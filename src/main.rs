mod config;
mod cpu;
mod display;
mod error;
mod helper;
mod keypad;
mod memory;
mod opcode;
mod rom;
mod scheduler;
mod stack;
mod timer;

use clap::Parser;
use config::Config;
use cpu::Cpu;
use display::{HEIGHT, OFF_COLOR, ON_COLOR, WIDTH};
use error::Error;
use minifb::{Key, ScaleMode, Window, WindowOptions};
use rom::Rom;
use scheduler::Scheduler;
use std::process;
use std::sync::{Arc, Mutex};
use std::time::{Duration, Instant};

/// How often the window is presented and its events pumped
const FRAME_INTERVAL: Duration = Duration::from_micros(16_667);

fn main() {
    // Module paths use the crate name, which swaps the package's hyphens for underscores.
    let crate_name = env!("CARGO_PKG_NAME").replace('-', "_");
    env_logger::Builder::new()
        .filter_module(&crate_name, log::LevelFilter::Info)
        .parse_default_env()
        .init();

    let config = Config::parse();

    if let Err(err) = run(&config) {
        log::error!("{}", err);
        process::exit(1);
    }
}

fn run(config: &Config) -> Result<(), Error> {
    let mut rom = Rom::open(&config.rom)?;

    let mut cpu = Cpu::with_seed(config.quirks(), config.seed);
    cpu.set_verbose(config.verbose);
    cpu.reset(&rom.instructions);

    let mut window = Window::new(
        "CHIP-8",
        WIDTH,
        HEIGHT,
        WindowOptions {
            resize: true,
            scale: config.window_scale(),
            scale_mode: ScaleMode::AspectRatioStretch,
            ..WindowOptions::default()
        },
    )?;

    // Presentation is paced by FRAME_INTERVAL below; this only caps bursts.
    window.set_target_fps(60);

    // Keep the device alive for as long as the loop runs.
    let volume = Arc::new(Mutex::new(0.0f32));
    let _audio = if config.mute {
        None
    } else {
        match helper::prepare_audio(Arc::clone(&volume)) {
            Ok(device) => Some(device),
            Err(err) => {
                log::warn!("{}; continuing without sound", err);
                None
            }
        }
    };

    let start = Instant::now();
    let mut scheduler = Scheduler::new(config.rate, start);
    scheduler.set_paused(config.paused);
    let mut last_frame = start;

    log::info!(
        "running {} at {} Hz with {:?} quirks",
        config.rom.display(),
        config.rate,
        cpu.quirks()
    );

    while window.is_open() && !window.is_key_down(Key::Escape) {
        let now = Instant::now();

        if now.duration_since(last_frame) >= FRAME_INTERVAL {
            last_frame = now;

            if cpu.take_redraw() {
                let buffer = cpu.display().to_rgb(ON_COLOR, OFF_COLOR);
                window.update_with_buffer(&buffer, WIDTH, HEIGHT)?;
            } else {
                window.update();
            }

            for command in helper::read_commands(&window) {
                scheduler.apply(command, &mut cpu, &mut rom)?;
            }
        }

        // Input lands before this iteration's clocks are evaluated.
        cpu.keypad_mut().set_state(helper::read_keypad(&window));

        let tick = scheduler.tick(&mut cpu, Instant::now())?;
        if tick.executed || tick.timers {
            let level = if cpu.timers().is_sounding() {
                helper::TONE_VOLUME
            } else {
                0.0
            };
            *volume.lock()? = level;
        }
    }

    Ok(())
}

#####

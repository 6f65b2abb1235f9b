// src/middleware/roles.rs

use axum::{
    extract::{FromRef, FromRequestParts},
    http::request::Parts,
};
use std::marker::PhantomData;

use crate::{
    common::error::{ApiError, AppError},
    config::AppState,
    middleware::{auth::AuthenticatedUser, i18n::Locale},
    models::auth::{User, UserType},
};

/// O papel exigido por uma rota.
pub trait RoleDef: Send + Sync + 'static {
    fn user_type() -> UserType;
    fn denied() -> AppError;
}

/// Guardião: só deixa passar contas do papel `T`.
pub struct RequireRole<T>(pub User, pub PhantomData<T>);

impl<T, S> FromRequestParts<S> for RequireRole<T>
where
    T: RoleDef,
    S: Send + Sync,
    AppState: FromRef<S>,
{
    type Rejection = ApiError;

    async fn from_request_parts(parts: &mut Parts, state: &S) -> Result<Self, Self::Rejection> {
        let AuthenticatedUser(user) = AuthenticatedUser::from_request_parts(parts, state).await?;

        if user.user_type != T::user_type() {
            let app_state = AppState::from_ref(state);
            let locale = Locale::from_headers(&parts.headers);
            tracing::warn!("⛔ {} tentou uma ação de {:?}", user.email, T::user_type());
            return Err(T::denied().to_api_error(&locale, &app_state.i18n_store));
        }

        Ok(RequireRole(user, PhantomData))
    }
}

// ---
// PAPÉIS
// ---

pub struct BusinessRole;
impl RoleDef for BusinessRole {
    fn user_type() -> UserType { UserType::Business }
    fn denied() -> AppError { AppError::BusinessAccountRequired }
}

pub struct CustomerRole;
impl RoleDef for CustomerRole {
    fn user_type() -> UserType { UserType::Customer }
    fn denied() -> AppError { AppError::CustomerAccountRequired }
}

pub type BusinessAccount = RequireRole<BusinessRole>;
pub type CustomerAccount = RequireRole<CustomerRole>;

#####

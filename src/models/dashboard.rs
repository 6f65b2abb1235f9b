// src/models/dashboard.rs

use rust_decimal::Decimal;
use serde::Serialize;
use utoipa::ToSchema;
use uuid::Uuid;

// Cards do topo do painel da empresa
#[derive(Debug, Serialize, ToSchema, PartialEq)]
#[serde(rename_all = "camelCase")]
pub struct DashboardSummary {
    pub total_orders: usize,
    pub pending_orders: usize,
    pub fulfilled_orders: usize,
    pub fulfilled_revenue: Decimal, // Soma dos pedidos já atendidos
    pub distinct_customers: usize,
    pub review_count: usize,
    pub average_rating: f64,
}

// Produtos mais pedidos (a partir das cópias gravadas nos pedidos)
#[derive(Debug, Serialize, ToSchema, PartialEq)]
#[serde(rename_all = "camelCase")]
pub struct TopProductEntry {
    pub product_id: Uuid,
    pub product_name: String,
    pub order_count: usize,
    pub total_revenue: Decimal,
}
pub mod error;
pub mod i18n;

#####

> [TASK INSTRUCTIONS]: Read the entries and pick out all lines that include the word "start".

> [SOLUTION]:
    let start = Instant::now();
    let mut scheduler = Scheduler::new(config.rate, start);
    let mut last_frame = start;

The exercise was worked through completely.